The important feature of the present invention is that at least that portion of the inner circumferential surface 19 near the circumferential edge 20 is inclined at an angle substantially parallel to the rotating axis of the rotating member 8, and that a number of cuts 23 are provided on the circumferential edge 20, and as shown in FIG. 5, a stream 24 of the paint directed forwardly substantially in the axial direction of the rotating member along the inner circumferential surface 19 is converted to a number of radially outwardly flowing divided paint streams 25 at the circumferential edge 20. According to the prior art, a paint is fed to the knife edge-like tip of the rotating member as a number of divided branched streams. In contrast, according to this invention, the paint is fed in the form of a continuous thin film until it reaches the circumferential edge 20, and at the circumferential edge 20, the thin film-like paint stream flowing forwardly substantially in the axial direction of the rotating member 8 is converted to a number of diametrically outwardly flowing divided streams 25. In the present invention, the conversion of the substantially axially forwardly flowing stream into the diametrically outwardly flowing streams is effected by the centrifugal force generated by the rotation of the rotating member at very high speed. In addition, the division of the stream into the streams 25 is easily done by providing a number of cuts 23 at the circumferential edge 20.

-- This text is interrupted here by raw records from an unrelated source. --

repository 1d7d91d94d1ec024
use anyhow::Result;
use once_cell::sync::OnceCell;
use opentelemetry::{KeyValue, global, trace::TracerProvider as _};
use opentelemetry_otlp::WithExportConfig;
use opentelemetry_sdk::{
    Resource,
    trace::{SdkTracerProvider, Tracer},
};
use std::{env::var, time::Duration};
use tracing::{Level, debug};
use tracing_subscriber::{EnvFilter, Registry, fmt, layer::SubscriberExt};

static TRACER_PROVIDER: OnceCell<SdkTracerProvider> = OnceCell::new();

fn normalize_endpoint(ep: String) -> String {
    if ep.starts_with("http://") || ep.starts_with("https://") {
        ep
    } else {
        // Default to https for gRPC if no scheme supplied
        format!("https://{}", ep.trim_end_matches('/'))
    }
}

fn init_tracer() -> Result<Tracer> {
    let default_ep = "http://localhost:4317";
    let endpoint = var("OTEL_EXPORTER_OTLP_ENDPOINT").unwrap_or_else(|_| default_ep.to_string());
    let endpoint = normalize_endpoint(endpoint);

    let exporter = opentelemetry_otlp::SpanExporter::builder()
        .with_tonic()
        .with_endpoint(&endpoint)
        .with_timeout(Duration::from_secs(3))
        .build()?;

    let trace_provider = SdkTracerProvider::builder()
        .with_batch_exporter(exporter)
        .with_resource(
            Resource::builder_empty()
                .with_attributes(vec![
                    KeyValue::new("service.name", env!("CARGO_PKG_NAME")),
                    KeyValue::new("service.version", env!("CARGO_PKG_VERSION")),
                ])
                .build(),
        )
        .build();

    // Store provider for later shutdown
    let stored = trace_provider.clone();
    let _ = TRACER_PROVIDER.set(stored);

    global::set_tracer_provider(trace_provider.clone());

    Ok(trace_provider.tracer(env!("CARGO_PKG_NAME")))
}

/// Initialize logging + (optional) tracing exporter.
/// Tracing is enabled if `OTEL_EXPORTER_OTLP_ENDPOINT` is set (gRPC only).
///
/// # Errors
///
/// Returns an error if tracer or subscriber initialization fails
pub fn init(verbosity_level: Option<Level>) -> Result<()> {
    let verbosity_level = verbosity_level.unwrap_or(Level::ERROR);

    let fmt_layer = fmt::layer()
        .with_file(false)
        .with_line_number(false)
        .with_thread_ids(false)
        .with_thread_names(false)
        .with_target(false)
        .pretty();

    let filter = EnvFilter::builder()
        .with_default_directive(verbosity_level.into())
        .from_env_lossy()
        .add_directive("hyper=error".parse()?)
        .add_directive("tokio=error".parse()?)
        .add_directive("opentelemetry_sdk=warn".parse()?);

    if var("OTEL_EXPORTER_OTLP_ENDPOINT").is_ok() {
        let tracer = init_tracer()?;
        let otel_layer = tracing_opentelemetry::layer().with_tracer(tracer);

        let subscriber = Registry::default()
            .with(fmt_layer)
            .with(otel_layer)
            .with(filter);
        tracing::subscriber::set_global_default(subscriber)?;
    } else {
        let subscriber = Registry::default().with(fmt_layer).with(filter);
        tracing::subscriber::set_global_default(subscriber)?;
    }

    Ok(())
}

/// Gracefully shut down tracer provider (noop if not initialized)
pub fn shutdown_tracer() {
    if let Some(tp) = TRACER_PROVIDER.get() {
        debug!("shutting down tracer provider");
        let _ = tp.shutdown();
        debug!("tracer provider shutdown complete");
    }
}

#[cfg(test)]
mod tests {
    use super::*;

    #[test]
    fn test_normalize_endpoint_http() {
        let result = normalize_endpoint("http://localhost:4317".to_string());
        assert_eq!(result, "http://localhost:4317");
    }

    #[test]
    fn test_normalize_endpoint_no_scheme() {
        let result = normalize_endpoint("localhost:4317".to_string());
        assert_eq!(result, "https://localhost:4317");
    }

    #[test]
    fn test_normalize_endpoint_trailing_slash() {
        let result = normalize_endpoint("api.example.com:4317/".to_string());
        assert_eq!(result, "https://api.example.com:4317");
    }

    #[test]
    fn test_shutdown_tracer_no_provider() {
        // Should not panic when no provider is initialized
        shutdown_tracer();
    }
}
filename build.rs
fn main() {
    built::write_built_file().expect("Failed to acquire build-time information");
}
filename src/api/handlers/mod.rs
pub mod health;
pub mod login;
pub mod profile;
pub mod session;
pub mod signup;

use axum::response::{IntoResponse, Json};
use serde_json::json;

// axum handler for the undocumented index route
pub async fn root() -> impl IntoResponse {
    Json(json!({
        "name": env!("CARGO_PKG_NAME"),
        "version": env!("CARGO_PKG_VERSION"),
    }))
}
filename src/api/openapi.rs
use super::handlers::{health, login, profile, session, signup};
use utoipa::openapi::{InfoBuilder, OpenApiBuilder, Tag};
use utoipa_axum::{router::OpenApiRouter, routes};

#[must_use]
pub fn openapi() -> utoipa::openapi::OpenApi {
    // Reuse the same router wiring and only return the generated OpenAPI spec.
    let (_router, openapi) = api_router().split_for_parts();
    openapi
}

/// Build the router that also drives the `OpenAPI` document.
///
/// Add new endpoints here via `.routes(routes!(...))` so they are both
/// served and included in the generated `OpenAPI` spec. The index route
/// is added outside and intentionally not documented.
pub(crate) fn api_router() -> OpenApiRouter {
    let mut auth_tag = Tag::new("auth");
    auth_tag.description = Some("Signup, login, and session management".to_string());

    let mut profile_tag = Tag::new("profile");
    profile_tag.description = Some("Authenticated profile access".to_string());

    let mut openapi = cargo_openapi();
    openapi.tags = Some(vec![auth_tag, profile_tag]);

    // `routes!` reads #[utoipa::path] to bind HTTP method + path and add the route to OpenAPI.
    OpenApiRouter::with_openapi(openapi)
        .routes(routes!(health::health))
        .routes(routes!(signup::signup))
        .routes(routes!(login::login_form, login::login))
        .routes(routes!(session::logout))
        .routes(routes!(profile::profile))
}

fn cargo_openapi() -> utoipa::openapi::OpenApi {
    // Use Cargo.toml metadata instead of the utoipa-axum crate info defaults.
    let info = InfoBuilder::new()
        .title(env!("CARGO_PKG_NAME"))
        .version(env!("CARGO_PKG_VERSION"))
        .description(Some(env!("CARGO_PKG_DESCRIPTION")))
        .build();

    OpenApiBuilder::new().info(info).build()
}

#[cfg(test)]
mod tests {
    use super::*;

    #[test]
    fn openapi_lists_all_documented_paths() {
        let spec = openapi();
        let paths = &spec.paths.paths;

        for path in ["/health", "/signup", "/login", "/logout", "/profile"] {
            assert!(paths.contains_key(path), "missing path {path}");
        }
    }

    #[test]
    fn openapi_uses_cargo_metadata() {
        let spec = openapi();
        assert_eq!(spec.info.title, env!("CARGO_PKG_NAME"));
        assert_eq!(spec.info.version, env!("CARGO_PKG_VERSION"));
    }
}
pub mod kv;
pub mod renew;

use crate::cli::globals::GlobalArgs;
use anyhow::{Result, anyhow};
use reqwest::Client;
use secrecy::ExposeSecret;
use serde_json::{Value, json};
use tracing::{debug, instrument};
use url::Url;

/// Rebuild a Vault endpoint URL from the configured login URL, keeping
/// scheme, host, and port but replacing the path.
#[instrument]
pub fn endpoint_url(globals: &GlobalArgs, endpoint: &str) -> Result<String> {
    let url = Url::parse(&globals.vault_url)?;

    let scheme = url.scheme();

    let host = url
        .host()
        .ok_or_else(|| anyhow!("Error parsing URL: no host specified"))?
        .to_owned();

    let port = match url.port() {
        Some(p) => p,
        None => match scheme {
            "http" => 80,
            "https" => 443,
            _ => return Err(anyhow!("Error parsing URL: unsupported scheme {}", scheme)),
        },
    };

    let endpoint_url = format!("{scheme}://{host}:{port}{endpoint}");

    debug!("endpoint URL: {}", endpoint);

    Ok(endpoint_url)
}

/// Unwrap a wrapped Vault client token
/// Create wrapped token with:
/// vault write -wrap-ttl=300s -f auth/approle/role/doorman/secret-id
#[instrument(skip(token))]
pub async fn unwrap(globals: &GlobalArgs, token: &str) -> Result<String> {
    let client = Client::builder()
        .user_agent(crate::api::APP_USER_AGENT)
        .build()?;

    let unwrap_url = endpoint_url(globals, "/v1/sys/wrapping/unwrap")?;

    let response = client
        .post(&unwrap_url)
        .header("X-Vault-Token", token)
        .send()
        .await?;

    if !response.status().is_success() {
        let status = response.status();
        let json_response: Value = response.json().await?;

        return Err(anyhow!(
            "{} - {}, {}",
            unwrap_url,
            status,
            json_response["errors"][0].as_str().unwrap_or("")
        ));
    }

    let json_response: Value = response.json().await?;
    let sid = json_response["data"]["secret_id"]
        .as_str()
        .ok_or_else(|| anyhow!("Error parsing JSON response: no secret_id found"))?;

    Ok(sid.to_string())
}

/// Login to Vault using AppRole
/// Create a secret ID with:
/// vault write -f auth/approle/role/doorman/secret-id
#[instrument(skip(sid))]
pub async fn approle_login(globals: &GlobalArgs, sid: &str, rid: &str) -> Result<(String, u64)> {
    let client = Client::builder()
        .user_agent(crate::api::APP_USER_AGENT)
        .build()?;

    let login_payload = json!({
        "role_id": rid,
        "secret_id": sid
    });

    debug!("login URL: {}, role ID: {}", globals.vault_url, rid);

    let response = client
        .post(&globals.vault_url)
        .json(&login_payload)
        .send()
        .await?;

    if !response.status().is_success() {
        let status = response.status();
        let json_response: Value = response.json().await?;

        return Err(anyhow!(
            "{} - {}, {}",
            globals.vault_url,
            status,
            json_response["errors"][0].as_str().unwrap_or("")
        ));
    }

    let json_response: Value = response.json().await?;
    let token = json_response["auth"]["client_token"]
        .as_str()
        .ok_or_else(|| anyhow!("Error parsing JSON response: no client_token found"))?;
    let lease_duration = json_response["auth"]["lease_duration"]
        .as_u64()
        .unwrap_or(1800);

    Ok((token.to_string(), lease_duration))
}

/// Renew the Vault token used by this process
#[instrument(skip(globals))]
pub async fn renew_self(globals: &GlobalArgs) -> Result<u64> {
    let client = Client::builder()
        .user_agent(crate::api::APP_USER_AGENT)
        .build()?;

    let renew_url = endpoint_url(globals, "/v1/auth/token/renew-self")?;

    let response = client
        .post(&renew_url)
        .header("X-Vault-Token", globals.vault_token.expose_secret())
        .send()
        .await?;

    if !response.status().is_success() {
        let status = response.status();
        let json_response: Value = response.json().await?;

        return Err(anyhow!(
            "{} - {}, {}",
            renew_url,
            status,
            json_response["errors"][0].as_str().unwrap_or("")
        ));
    }

    let json_response: Value = response.json().await?;

    json_response["auth"]["lease_duration"]
        .as_u64()
        .ok_or_else(|| anyhow!("Error parsing JSON response: no lease_duration found"))
}
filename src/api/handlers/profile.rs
use axum::{
    Json,
    extract::Extension,
    http::{HeaderMap, StatusCode},
    response::{IntoResponse, Redirect},
};
use serde::Serialize;
use std::sync::Arc;
use utoipa::ToSchema;

use super::session::current_user;
use crate::session::{CurrentUser, Sessions};

#[derive(ToSchema, Serialize, Debug)]
pub struct ProfileResponse {
    id: i64,
    username: String,
    email: String,
}

#[utoipa::path(
    get,
    path = "/profile",
    responses(
        (status = 200, description = "Profile of the authenticated user", body = ProfileResponse, content_type = "application/json"),
        (status = 303, description = "Not logged in, redirect to the login entry point"),
    ),
    tag = "profile"
)]
// Login gate: anonymous requests are sent to /login
pub async fn profile(headers: HeaderMap, sessions: Extension<Arc<Sessions>>) -> impl IntoResponse {
    match current_user(&headers, &sessions).await {
        Ok(CurrentUser::Identified(identity)) => (
            StatusCode::OK,
            Json(ProfileResponse {
                id: identity.id,
                username: identity.username,
                email: identity.email,
            }),
        )
            .into_response(),

        Ok(CurrentUser::Anonymous) => Redirect::to("/login").into_response(),

        Err(status) => status.into_response(),
    }
}
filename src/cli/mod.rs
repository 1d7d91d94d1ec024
pub mod actions;
pub mod commands;
pub mod dispatch;
pub mod globals;
pub mod start;
pub mod telemetry;

pub use self::start::start;
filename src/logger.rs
use anyhow::Result;
use chrono::Utc;
use std::fs::{File, OpenOptions};
use std::io::Write;
use std::path::Path;
use std::sync::Mutex;

pub trait Logger: Send + Sync {
    fn request(&self, _op: &str, _target: &str) {}
    fn response(&self, _op: &str, _status: &str) {}
    fn transferred(&self, _op: &str, _target: &str, _bytes: u64) {}
    fn error(&self, _context: &str, _msg: &str) {}
}

pub struct NoopLogger;
impl Logger for NoopLogger {}

pub struct TextLogger {
    file: Mutex<File>,
}

impl TextLogger {
    pub fn new<P: AsRef<Path>>(path: P) -> Result<Self> {
        if let Some(parent) = path.as_ref().parent() {
            std::fs::create_dir_all(parent).ok();
        }
        let f = OpenOptions::new().create(true).append(true).open(path)?;
        Ok(Self {
            file: Mutex::new(f),
        })
    }

    fn line(&self, s: &str) {
        if let Ok(mut f) = self.file.lock() {
            let _ = writeln!(f, "[{}] {}", Utc::now().to_rfc3339(), s);
        }
    }
}

impl Logger for TextLogger {
    fn request(&self, op: &str, target: &str) {
        self.line(&format!("REQUEST op={} target={}", op, target));
    }
    fn response(&self, op: &str, status: &str) {
        self.line(&format!("RESPONSE op={} status={}", op, status));
    }
    fn transferred(&self, op: &str, target: &str, bytes: u64) {
        self.line(&format!("TRANSFER op={} target={} bytes={}", op, target, bytes));
    }
    fn error(&self, context: &str, msg: &str) {
        self.line(&format!("ERROR ctx={} msg={}", context, msg));
    }
}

According to this invention, marked advantages over the prior art can be achieved by providing the cuts 23 in the circumferential edge 20 and dividing the paint stream flowing forwardly substantially in the axial direction of the rotating member 8 into the diametrically outwardly flowing streams 25 at the circumferential edge 20 having the cuts 23. When many cuts 23 are provided in the circumferential edge 20, the length of contact of the circumferential edge with air, i.e. the length of the paint releasing end edge, can be made much longer than when the circumferential edge 20 is composed of a circumferential knife edge. In the embodiment shown in FIG. 5, the cuts 23 are in the form of saw teeth. For example, let the angle (α) of a tooth be 60, the length of contact of the circumferential edge with air is twice as large as that in the case of the knife edge-like end. When this angle (α) is smaller than 60, the aforesaid contact length becomes more than 2 times. Thus, according to this invention, the average thickness dl of the film at the circumferential edge contacting the air can be made much smaller than in the case of using the knife edge-like tip if it is assumed that the amount of the paint supplied per unit time is the same. Consequently, the atomized particles of the paint can be extremely fine in size. To put it the other way round, when the paint is atomized into particles having the same size as in the prior art, the present invention makes it possible to increase the amount of the paint supplied per unit time as compared with the prior art, and to effectively prevent the entrainment of air bubbles during atomization.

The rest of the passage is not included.